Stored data

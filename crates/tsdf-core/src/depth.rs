//! Owned single-channel depth image in row-major layout.
//!
//! Values are in arbitrary (not necessarily metric) units shared with the
//! pose translations. Samples `<= 0` or non-finite mean "no depth".

use crate::{ModelError, Scalar};

#[derive(Clone, Debug, PartialEq)]
pub struct DepthMap {
    width: usize,
    height: usize,
    data: Vec<Scalar>,
}

impl DepthMap {
    /// Construct a zero-filled (fully invalid) depth map of size `width × height`.
    pub fn new(width: usize, height: usize) -> Self {
        Self {
            width,
            height,
            data: vec![0.0; width * height],
        }
    }

    /// Construct a depth map filled with a constant value.
    pub fn filled(width: usize, height: usize, value: Scalar) -> Self {
        Self {
            width,
            height,
            data: vec![value; width * height],
        }
    }

    /// Wrap a row-major buffer. The buffer length must equal `width * height`.
    pub fn from_vec(width: usize, height: usize, data: Vec<Scalar>) -> Result<Self, ModelError> {
        if width.checked_mul(height) != Some(data.len()) {
            return Err(ModelError::InvalidDepthMap {
                width,
                height,
                actual: data.len(),
            });
        }
        Ok(Self {
            width,
            height,
            data,
        })
    }

    #[inline]
    pub fn width(&self) -> usize {
        self.width
    }

    #[inline]
    pub fn height(&self) -> usize {
        self.height
    }

    /// Depth sample at `(row, col)`.
    ///
    /// # Panics
    /// Panics if the coordinate is out of bounds.
    #[inline]
    pub fn get(&self, row: usize, col: usize) -> Scalar {
        assert!(col < self.width, "column {col} out of bounds");
        self.data[row * self.width + col]
    }

    #[inline]
    pub fn set(&mut self, row: usize, col: usize, value: Scalar) {
        assert!(col < self.width, "column {col} out of bounds");
        self.data[row * self.width + col] = value;
    }

    #[inline]
    pub fn as_slice(&self) -> &[Scalar] {
        &self.data
    }

    #[inline]
    pub fn as_mut_slice(&mut self) -> &mut [Scalar] {
        &mut self.data
    }

    /// Number of samples that carry a usable depth (`> 0` and finite).
    pub fn valid_count(&self) -> usize {
        self.data.iter().filter(|d| d.is_finite() && **d > 0.0).count()
    }
}
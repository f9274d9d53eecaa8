//! Shared fixtures for fusion integration tests.
#![allow(dead_code)]

use tsdf_core::synthetic::scene::{render_plane_depth, Plane};
use tsdf_core::{DepthMap, Iso3, PinholeIntrinsics, Vec3};
use tsdf_fusion::{FusionConfig, TsdfVolume};

/// Unit-cube grid of `resolution³` voxels.
pub fn unit_cube_config(resolution: usize, truncation: f32) -> FusionConfig {
    FusionConfig {
        resolution,
        voxel_scale: 1.0 / resolution as f32,
        max_depth: 3.0,
        truncation_threshold: truncation,
        ..FusionConfig::default()
    }
}

pub fn camera() -> PinholeIntrinsics {
    PinholeIntrinsics::new(50.0, 31.5, 23.5).with_image_size(64, 48)
}

pub fn volume(config: FusionConfig) -> TsdfVolume {
    TsdfVolume::new(config, camera()).expect("valid test volume")
}

/// World plane `z = height`, facing the cameras.
pub fn horizontal_plane(height: f64) -> Plane {
    Plane::new(Vec3::z(), height)
}

pub fn render(plane: &Plane, pose: &Iso3) -> DepthMap {
    render_plane_depth(&camera(), pose, plane).expect("render")
}
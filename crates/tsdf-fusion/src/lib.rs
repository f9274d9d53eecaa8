//! Truncated signed distance (TSDF) fusion of depth maps.
//!
//! A [`TsdfVolume`] owns a dense cubic [`VoxelGrid`] and fuses one depth map
//! per call to [`TsdfVolume::integrate`]. Each call runs three stages over
//! every voxel:
//!
//! 1. [`Projector`]: voxel centre → camera frame → rounded pixel.
//! 2. [`DepthValidator`]: image-bounds mask and depth lookup (with the
//!    max-depth clamp).
//! 3. [`FusionUpdater`]: truncated signed distance and unit-weight running
//!    average.
//!
//! The stages are data-parallel over voxels (via `rayon`) and produce the same
//! result as a sequential voxel-by-voxel evaluation.
//!
//! Poses passed to `integrate` map grid (world) coordinates into the camera
//! frame. Sources that store camera-to-world poses must be inverted first,
//! see [`tsdf_core::PoseConvention`].
//!
//! The fused `tsdf`/`weight` buffers are the output of this crate; surface
//! extraction is left to downstream consumers.

mod config;
mod error;
mod grid;
mod projector;
mod updater;
mod validator;
mod volume;

pub use config::{FusionConfig, DEFAULT_MAX_GRID_BYTES, DEFAULT_VOXEL_SCALE};
pub use error::FusionError;
pub use grid::{GridSnapshot, VoxelGrid, Weight, TSDF_UNOBSERVED};
pub use projector::{ProjectedVoxels, Projector};
pub use updater::{FusionUpdater, UpdateStats};
pub use validator::{DepthValidator, ValidDepths};
pub use volume::{FrameStats, TsdfVolume};
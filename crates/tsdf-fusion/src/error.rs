use thiserror::Error;
use tsdf_core::ModelError;

/// Errors that can occur while building a volume or integrating a frame.
///
/// All of them are raised before the grid is touched, so a failed call
/// leaves the volume exactly as it was.
#[derive(Debug, Error)]
pub enum FusionError {
    /// A configuration value is out of range.
    #[error("invalid configuration: {0}")]
    InvalidConfig(String),
    /// The dense grid would not fit in the configured memory budget.
    #[error("grid of resolution {resolution}^3 needs more than {limit} bytes")]
    GridTooLarge { resolution: usize, limit: u64 },
    /// The depth map size differs from the size the intrinsics were built for.
    #[error("depth map is {width}x{height}, intrinsics expect {expected_width}x{expected_height}")]
    DepthShapeMismatch {
        width: usize,
        height: usize,
        expected_width: usize,
        expected_height: usize,
    },
    /// Per-voxel buffers passed between stages disagree in length.
    #[error("{what}: expected {expected} entries, got {actual}")]
    LengthMismatch {
        what: &'static str,
        expected: usize,
        actual: usize,
    },
    /// Intrinsics, pose or depth input rejected by the camera model.
    #[error(transparent)]
    Model(#[from] ModelError),
}
//! Integration tests tying the synthetic renderer to the pinhole projection.
//!
//! A depth sample rendered at pixel `(row, col)` must back-project to a world
//! point on the plane that projects back onto the same pixel.

use tsdf_core::synthetic::scene::{look_at, render_plane_depth, Plane};
use tsdf_core::{PixelIndex, PinholeIntrinsics, Pt3, Real, Vec3};

#[test]
fn rendered_depth_reprojects_onto_its_pixel() {
    let k = PinholeIntrinsics::new(80.0, 39.5, 29.5).with_image_size(80, 60);
    let plane = Plane::new(Vec3::new(0.1, -0.2, 1.0), 1.5);
    let pose = look_at(&Pt3::new(0.2, 0.1, -0.5), &Pt3::new(0.0, 0.0, 1.5), &Vec3::y());

    let depth = render_plane_depth(&k, &pose, &plane).expect("render");
    assert!(depth.valid_count() > 0);

    let world_se3_camera = pose.inverse();
    for (row, col) in [(0usize, 0usize), (10, 70), (29, 39), (59, 79)] {
        let d = depth.get(row, col) as Real;
        assert!(d > 0.0, "pixel ({row}, {col}) should see the plane");

        let p_c = Pt3::new(
            (col as Real - k.cx) / k.f * d,
            (row as Real - k.cy) / k.f * d,
            d,
        );
        let p_w = world_se3_camera.transform_point(&p_c);
        assert!(
            plane.signed_distance(&p_w).abs() < 1e-5,
            "back-projected point off plane by {}",
            plane.signed_distance(&p_w)
        );

        let px = k.project(&p_c).expect("point in front of camera");
        assert_eq!(
            px,
            PixelIndex {
                u: col as i64,
                v: row as i64
            }
        );
    }
}
//! Loaders for the inputs of a reconstruction run and writers for its output.
//!
//! - [`colmap`]: camera intrinsics (`cameras.txt`) and per-frame poses
//!   (`images.txt`) in COLMAP's text model format.
//! - [`frames`]: dataset directory layout and per-frame depth maps
//!   (`.npy` or 16-bit `.png`).
//! - [`npy`]: the NumPy array subset used for depth frames.
//! - [`export`]: JSON snapshots of the fused grid.

pub mod colmap;
pub mod export;
pub mod frames;
pub mod npy;

pub use colmap::{
    format_cameras, format_images, load_intrinsics, load_poses, parse_cameras, parse_images,
};
pub use export::{read_snapshot, write_snapshot};
pub use frames::{frame_stem, write_dataset, Dataset, DepthFormat};
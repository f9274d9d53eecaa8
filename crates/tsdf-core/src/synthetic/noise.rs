//! Deterministic noise helpers for synthetic depth maps.
//!
//! The functions here avoid random number generators so that synthetic
//! datasets stay stable across versions and platforms.

use crate::{DepthMap, Real, Scalar};

/// Deterministic uniform depth noise in `[-max_abs, +max_abs]`.
#[derive(Debug, Clone, Copy, PartialEq, Default)]
pub struct UniformDepthNoise {
    /// Base seed controlling the pseudo-random sequence.
    pub seed: u64,
    /// Maximum absolute noise, in depth units.
    pub max_abs: Real,
}

impl UniformDepthNoise {
    /// Sample the noise value for a `(frame_idx, pixel_idx)` key.
    #[inline]
    pub fn sample(&self, frame_idx: usize, pixel_idx: usize) -> Real {
        let max_abs = self.max_abs.abs();
        if max_abs == 0.0 {
            return 0.0;
        }
        let u = u64_to_unit_f64(splitmix64(mix_key(self.seed, frame_idx, pixel_idx)));
        (u - 0.5) * 2.0 * max_abs
    }

    /// Perturb every valid sample of `depth`; invalid samples stay invalid.
    pub fn apply(&self, frame_idx: usize, depth: &mut DepthMap) {
        for (pixel_idx, d) in depth.as_mut_slice().iter_mut().enumerate() {
            if *d > 0.0 {
                let noisy = *d as Real + self.sample(frame_idx, pixel_idx);
                *d = noisy.max(0.0) as Scalar;
            }
        }
    }
}

#[inline]
fn mix_key(seed: u64, frame_idx: usize, pixel_idx: usize) -> u64 {
    seed ^ (frame_idx as u64).wrapping_mul(0x9E37_79B9_7F4A_7C15)
        ^ (pixel_idx as u64).wrapping_mul(0xBF58_476D_1CE4_E5B9)
}

#[inline]
fn splitmix64(mut x: u64) -> u64 {
    x = x.wrapping_add(0x9E37_79B9_7F4A_7C15);
    let mut z = x;
    z = (z ^ (z >> 30)).wrapping_mul(0xBF58_476D_1CE4_E5B9);
    z = (z ^ (z >> 27)).wrapping_mul(0x94D0_49BB_1331_11EB);
    z ^ (z >> 31)
}

#[inline]
fn u64_to_unit_f64(x: u64) -> Real {
    // top 53 bits -> [0, 1)
    (x >> 11) as Real * (1.0 / ((1u64 << 53) as Real))
}

#[cfg(test)]
mod tests {
    use super::*;

    #[test]
    fn noise_is_deterministic_and_bounded() {
        let noise = UniformDepthNoise {
            seed: 123,
            max_abs: 0.01,
        };
        let a = noise.sample(0, 0);
        assert_eq!(a, noise.sample(0, 0));
        assert_ne!(a, noise.sample(0, 1));
        assert_ne!(a, noise.sample(1, 0));
        assert!(a.abs() <= 0.01);
    }

    #[test]
    fn invalid_samples_are_preserved() {
        let noise = UniformDepthNoise {
            seed: 1,
            max_abs: 0.5,
        };
        let mut depth = DepthMap::from_vec(2, 1, vec![0.0, 2.0]).unwrap();
        noise.apply(3, &mut depth);
        assert_eq!(depth.get(0, 0), 0.0);
        assert!((depth.get(0, 1) - 2.0).abs() <= 0.5);
    }
}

# EXERCISE BRIEF:
Starting at the first line of the records, print each line exactly, stopping after the line that contains "pub fn from_vec(width: usize, height: usize, data: Vec<Scalar>)".

# ANSWER SECTION:
filename crates/tsdf-core/src/depth.rs
//! Owned single-channel depth image in row-major layout.
//!
//! Values are in arbitrary (not necessarily metric) units shared with the
//! pose translations. Samples `<= 0` or non-finite mean "no depth".

use crate::{ModelError, Scalar};

#[derive(Clone, Debug, PartialEq)]
pub struct DepthMap {
    width: usize,
    height: usize,
    data: Vec<Scalar>,
}

impl DepthMap {
    /// Construct a zero-filled (fully invalid) depth map of size `width × height`.
    pub fn new(width: usize, height: usize) -> Self {
        Self {
            width,
            height,
            data: vec![0.0; width * height],
        }
    }

    /// Construct a depth map filled with a constant value.
    pub fn filled(width: usize, height: usize, value: Scalar) -> Self {
        Self {
            width,
            height,
            data: vec![value; width * height],
        }
    }

    /// Wrap a row-major buffer. The buffer length must equal `width * height`.
    pub fn from_vec(width: usize, height: usize, data: Vec<Scalar>) -> Result<Self, ModelError> {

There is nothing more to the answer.